Activity: The string "BTreeMap" appears in some lines of the entries that follow; copy each such line.

Given records:
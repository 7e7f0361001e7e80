//! Category label translation

use std::collections::BTreeMap;

/// Maps category keys to display labels via a fixed table.
///
/// Pure, total lookup: unmapped keys pass through unchanged, so the
/// translator never fails.
#[derive(Debug, Clone, Default)]
pub struct LabelTranslator {
    map: BTreeMap<String, String>,
}

impl LabelTranslator {
    pub fn new(map: BTreeMap<String, String>) -> Self {
        Self { map }
    }

    pub fn is_empty(&self) -> bool {
        self.map.is_empty()
    }

    /// Display label for a key
    pub fn translate<'a>(&'a self, key: &'a str) -> &'a str {
        self.map.get(key).map(String::as_str).unwrap_or(key)
    }

    pub fn translate_owned(&self, key: &str) -> String {
        self.translate(key).to_string()
    }
}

Response area:
use std::collections::BTreeMap;
    map: BTreeMap<String, String>,
    pub fn new(map: BTreeMap<String, String>) -> Self {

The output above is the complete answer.